Collected data entries

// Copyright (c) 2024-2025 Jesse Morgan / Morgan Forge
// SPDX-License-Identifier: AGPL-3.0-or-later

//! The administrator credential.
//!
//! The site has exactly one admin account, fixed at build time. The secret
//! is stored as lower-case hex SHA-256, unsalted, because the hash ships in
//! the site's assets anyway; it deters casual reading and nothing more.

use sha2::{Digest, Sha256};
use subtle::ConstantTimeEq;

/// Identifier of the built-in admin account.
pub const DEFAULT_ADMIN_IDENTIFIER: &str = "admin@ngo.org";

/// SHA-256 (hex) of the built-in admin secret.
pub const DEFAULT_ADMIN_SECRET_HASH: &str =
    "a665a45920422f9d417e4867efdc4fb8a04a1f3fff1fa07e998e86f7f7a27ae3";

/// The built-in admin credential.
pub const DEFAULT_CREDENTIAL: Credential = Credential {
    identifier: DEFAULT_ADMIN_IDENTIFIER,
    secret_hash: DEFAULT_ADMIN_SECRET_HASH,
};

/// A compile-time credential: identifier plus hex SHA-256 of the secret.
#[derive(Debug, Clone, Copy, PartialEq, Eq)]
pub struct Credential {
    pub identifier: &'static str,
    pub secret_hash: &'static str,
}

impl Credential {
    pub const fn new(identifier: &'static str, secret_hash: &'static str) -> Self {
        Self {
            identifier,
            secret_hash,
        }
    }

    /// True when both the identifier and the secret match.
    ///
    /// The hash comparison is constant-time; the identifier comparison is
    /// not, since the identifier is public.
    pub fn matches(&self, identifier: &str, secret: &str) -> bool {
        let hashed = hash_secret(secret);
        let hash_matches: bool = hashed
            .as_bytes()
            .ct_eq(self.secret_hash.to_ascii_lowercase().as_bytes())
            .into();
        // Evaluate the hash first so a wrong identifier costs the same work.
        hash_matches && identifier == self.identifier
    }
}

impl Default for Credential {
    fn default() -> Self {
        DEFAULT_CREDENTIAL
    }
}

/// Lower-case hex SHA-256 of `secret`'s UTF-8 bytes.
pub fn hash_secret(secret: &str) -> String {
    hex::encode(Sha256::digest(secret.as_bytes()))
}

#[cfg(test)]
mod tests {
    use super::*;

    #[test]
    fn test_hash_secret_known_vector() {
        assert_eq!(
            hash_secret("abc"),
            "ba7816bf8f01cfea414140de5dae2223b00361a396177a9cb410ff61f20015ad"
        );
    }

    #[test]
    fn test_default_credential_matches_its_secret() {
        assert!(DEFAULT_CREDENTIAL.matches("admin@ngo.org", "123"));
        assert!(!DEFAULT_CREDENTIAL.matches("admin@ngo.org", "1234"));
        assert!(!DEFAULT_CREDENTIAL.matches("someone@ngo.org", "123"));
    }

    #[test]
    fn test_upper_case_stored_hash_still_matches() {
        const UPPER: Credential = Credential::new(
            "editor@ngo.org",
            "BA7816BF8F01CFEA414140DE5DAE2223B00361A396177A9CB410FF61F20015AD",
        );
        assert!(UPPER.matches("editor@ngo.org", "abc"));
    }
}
...
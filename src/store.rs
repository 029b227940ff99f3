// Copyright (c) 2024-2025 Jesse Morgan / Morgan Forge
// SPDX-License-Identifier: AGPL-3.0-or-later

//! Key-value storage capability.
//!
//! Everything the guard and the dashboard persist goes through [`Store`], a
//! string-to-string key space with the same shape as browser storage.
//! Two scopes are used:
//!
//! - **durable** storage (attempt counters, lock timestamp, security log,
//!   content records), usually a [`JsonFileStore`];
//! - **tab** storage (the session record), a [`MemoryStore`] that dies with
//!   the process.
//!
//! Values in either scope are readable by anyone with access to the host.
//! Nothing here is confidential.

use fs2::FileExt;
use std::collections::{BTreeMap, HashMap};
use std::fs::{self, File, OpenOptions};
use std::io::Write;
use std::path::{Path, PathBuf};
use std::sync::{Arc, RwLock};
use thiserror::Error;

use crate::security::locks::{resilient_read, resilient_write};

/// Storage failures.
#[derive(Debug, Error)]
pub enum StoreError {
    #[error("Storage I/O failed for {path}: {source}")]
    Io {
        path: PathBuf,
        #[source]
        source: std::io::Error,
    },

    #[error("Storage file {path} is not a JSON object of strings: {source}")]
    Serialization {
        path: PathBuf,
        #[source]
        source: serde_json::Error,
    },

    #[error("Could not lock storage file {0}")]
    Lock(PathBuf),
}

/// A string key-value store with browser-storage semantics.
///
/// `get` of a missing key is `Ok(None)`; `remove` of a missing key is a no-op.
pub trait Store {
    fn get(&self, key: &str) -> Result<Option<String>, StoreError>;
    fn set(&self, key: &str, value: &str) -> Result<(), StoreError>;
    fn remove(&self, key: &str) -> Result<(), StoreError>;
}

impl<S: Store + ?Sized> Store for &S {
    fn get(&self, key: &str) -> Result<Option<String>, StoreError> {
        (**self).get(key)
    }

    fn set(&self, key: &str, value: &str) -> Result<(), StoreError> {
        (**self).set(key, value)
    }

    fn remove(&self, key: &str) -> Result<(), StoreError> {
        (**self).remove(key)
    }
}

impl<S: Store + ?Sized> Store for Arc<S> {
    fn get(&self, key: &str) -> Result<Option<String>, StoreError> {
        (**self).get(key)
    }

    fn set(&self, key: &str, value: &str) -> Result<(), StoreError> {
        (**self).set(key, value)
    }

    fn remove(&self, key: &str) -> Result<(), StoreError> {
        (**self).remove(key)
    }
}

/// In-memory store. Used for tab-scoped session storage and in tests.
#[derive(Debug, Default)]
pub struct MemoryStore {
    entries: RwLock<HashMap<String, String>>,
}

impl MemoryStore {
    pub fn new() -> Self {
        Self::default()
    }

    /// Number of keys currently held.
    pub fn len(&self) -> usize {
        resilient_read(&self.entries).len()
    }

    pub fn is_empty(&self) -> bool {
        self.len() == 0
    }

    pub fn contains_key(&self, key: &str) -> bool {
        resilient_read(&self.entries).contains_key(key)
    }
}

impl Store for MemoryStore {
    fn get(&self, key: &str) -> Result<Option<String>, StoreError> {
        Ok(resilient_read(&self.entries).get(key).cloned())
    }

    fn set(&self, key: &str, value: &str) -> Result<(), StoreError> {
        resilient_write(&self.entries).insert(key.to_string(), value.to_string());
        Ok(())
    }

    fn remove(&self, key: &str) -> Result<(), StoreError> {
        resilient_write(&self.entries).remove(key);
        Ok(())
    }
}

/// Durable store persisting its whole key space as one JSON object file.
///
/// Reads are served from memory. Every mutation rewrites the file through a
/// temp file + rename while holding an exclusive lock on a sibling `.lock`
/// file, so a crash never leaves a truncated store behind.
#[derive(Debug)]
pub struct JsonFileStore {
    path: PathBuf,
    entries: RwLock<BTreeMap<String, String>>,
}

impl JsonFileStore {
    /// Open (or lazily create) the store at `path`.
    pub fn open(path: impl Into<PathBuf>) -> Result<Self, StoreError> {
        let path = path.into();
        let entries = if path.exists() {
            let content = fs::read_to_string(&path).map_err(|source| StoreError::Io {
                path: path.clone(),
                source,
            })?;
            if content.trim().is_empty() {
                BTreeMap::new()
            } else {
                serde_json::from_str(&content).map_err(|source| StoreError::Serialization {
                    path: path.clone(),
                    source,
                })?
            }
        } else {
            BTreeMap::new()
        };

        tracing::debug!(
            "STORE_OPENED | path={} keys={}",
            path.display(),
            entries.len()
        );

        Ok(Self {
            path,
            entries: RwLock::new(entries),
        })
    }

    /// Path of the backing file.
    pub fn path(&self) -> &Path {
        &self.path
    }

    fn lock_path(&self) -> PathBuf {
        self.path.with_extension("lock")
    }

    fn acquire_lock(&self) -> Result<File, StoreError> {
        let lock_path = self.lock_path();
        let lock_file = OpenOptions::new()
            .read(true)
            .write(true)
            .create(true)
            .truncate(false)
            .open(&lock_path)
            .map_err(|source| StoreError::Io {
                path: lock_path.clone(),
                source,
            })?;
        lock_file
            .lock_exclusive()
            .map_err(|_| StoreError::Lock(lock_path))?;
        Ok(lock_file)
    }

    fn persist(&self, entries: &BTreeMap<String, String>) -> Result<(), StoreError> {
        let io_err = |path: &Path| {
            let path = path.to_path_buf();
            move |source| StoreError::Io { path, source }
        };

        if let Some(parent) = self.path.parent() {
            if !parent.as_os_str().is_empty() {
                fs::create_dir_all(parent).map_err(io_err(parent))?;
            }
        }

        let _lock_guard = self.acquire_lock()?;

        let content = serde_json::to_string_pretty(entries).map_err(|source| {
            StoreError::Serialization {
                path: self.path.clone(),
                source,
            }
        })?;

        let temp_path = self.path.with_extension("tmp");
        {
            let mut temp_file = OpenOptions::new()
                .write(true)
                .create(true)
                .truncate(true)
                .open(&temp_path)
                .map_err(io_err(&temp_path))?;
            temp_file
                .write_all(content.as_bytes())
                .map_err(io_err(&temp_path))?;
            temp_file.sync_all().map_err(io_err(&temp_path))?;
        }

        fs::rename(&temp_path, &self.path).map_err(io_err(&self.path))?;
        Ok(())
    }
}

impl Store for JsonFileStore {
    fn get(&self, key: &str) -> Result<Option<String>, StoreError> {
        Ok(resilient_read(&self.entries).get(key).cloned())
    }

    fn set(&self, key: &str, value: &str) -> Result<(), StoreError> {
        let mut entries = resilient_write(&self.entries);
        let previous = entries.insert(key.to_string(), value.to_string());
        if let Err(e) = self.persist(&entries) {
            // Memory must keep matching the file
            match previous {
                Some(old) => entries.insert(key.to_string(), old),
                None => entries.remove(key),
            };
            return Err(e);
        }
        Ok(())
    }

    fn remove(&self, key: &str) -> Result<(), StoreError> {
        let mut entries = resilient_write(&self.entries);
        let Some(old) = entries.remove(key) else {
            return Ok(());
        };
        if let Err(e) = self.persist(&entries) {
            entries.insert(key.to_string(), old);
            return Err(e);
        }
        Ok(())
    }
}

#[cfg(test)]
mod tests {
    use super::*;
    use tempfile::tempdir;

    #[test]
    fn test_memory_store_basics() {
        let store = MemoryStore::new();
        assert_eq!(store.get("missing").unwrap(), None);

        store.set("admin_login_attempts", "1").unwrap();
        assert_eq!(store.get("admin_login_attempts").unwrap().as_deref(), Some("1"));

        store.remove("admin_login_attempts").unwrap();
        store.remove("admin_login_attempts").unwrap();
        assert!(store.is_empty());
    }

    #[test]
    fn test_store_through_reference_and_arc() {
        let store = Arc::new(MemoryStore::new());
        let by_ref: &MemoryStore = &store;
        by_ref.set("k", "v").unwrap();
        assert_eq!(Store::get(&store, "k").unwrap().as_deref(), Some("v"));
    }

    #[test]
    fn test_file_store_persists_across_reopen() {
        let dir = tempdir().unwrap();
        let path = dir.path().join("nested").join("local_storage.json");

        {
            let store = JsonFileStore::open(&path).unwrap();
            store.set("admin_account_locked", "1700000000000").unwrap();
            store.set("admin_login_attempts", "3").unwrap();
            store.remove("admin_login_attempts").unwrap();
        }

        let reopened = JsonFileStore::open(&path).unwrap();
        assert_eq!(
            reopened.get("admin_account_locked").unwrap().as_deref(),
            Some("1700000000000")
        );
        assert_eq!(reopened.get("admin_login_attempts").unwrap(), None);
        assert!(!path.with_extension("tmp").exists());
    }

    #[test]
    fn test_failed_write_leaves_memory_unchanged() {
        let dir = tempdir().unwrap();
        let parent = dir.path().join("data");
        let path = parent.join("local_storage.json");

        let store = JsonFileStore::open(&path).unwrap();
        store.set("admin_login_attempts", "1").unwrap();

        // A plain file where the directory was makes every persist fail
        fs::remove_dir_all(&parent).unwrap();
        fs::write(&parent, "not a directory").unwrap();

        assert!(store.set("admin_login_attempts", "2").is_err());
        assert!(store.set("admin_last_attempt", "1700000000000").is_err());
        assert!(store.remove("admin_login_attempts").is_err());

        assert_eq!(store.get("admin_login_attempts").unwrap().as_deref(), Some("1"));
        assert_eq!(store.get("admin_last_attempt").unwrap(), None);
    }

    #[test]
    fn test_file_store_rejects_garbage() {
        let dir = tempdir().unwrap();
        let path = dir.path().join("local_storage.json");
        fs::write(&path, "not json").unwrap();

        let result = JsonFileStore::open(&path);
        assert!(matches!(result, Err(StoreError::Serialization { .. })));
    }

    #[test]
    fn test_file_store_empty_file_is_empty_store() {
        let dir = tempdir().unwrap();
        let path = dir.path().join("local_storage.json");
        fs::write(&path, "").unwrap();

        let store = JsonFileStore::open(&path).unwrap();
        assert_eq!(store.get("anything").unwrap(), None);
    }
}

*TASK PROMPT*: In the records, how many lines have the word "content" in them? Only the number is needed.

*RESPONSE FOR THIS EXERCISE*: 6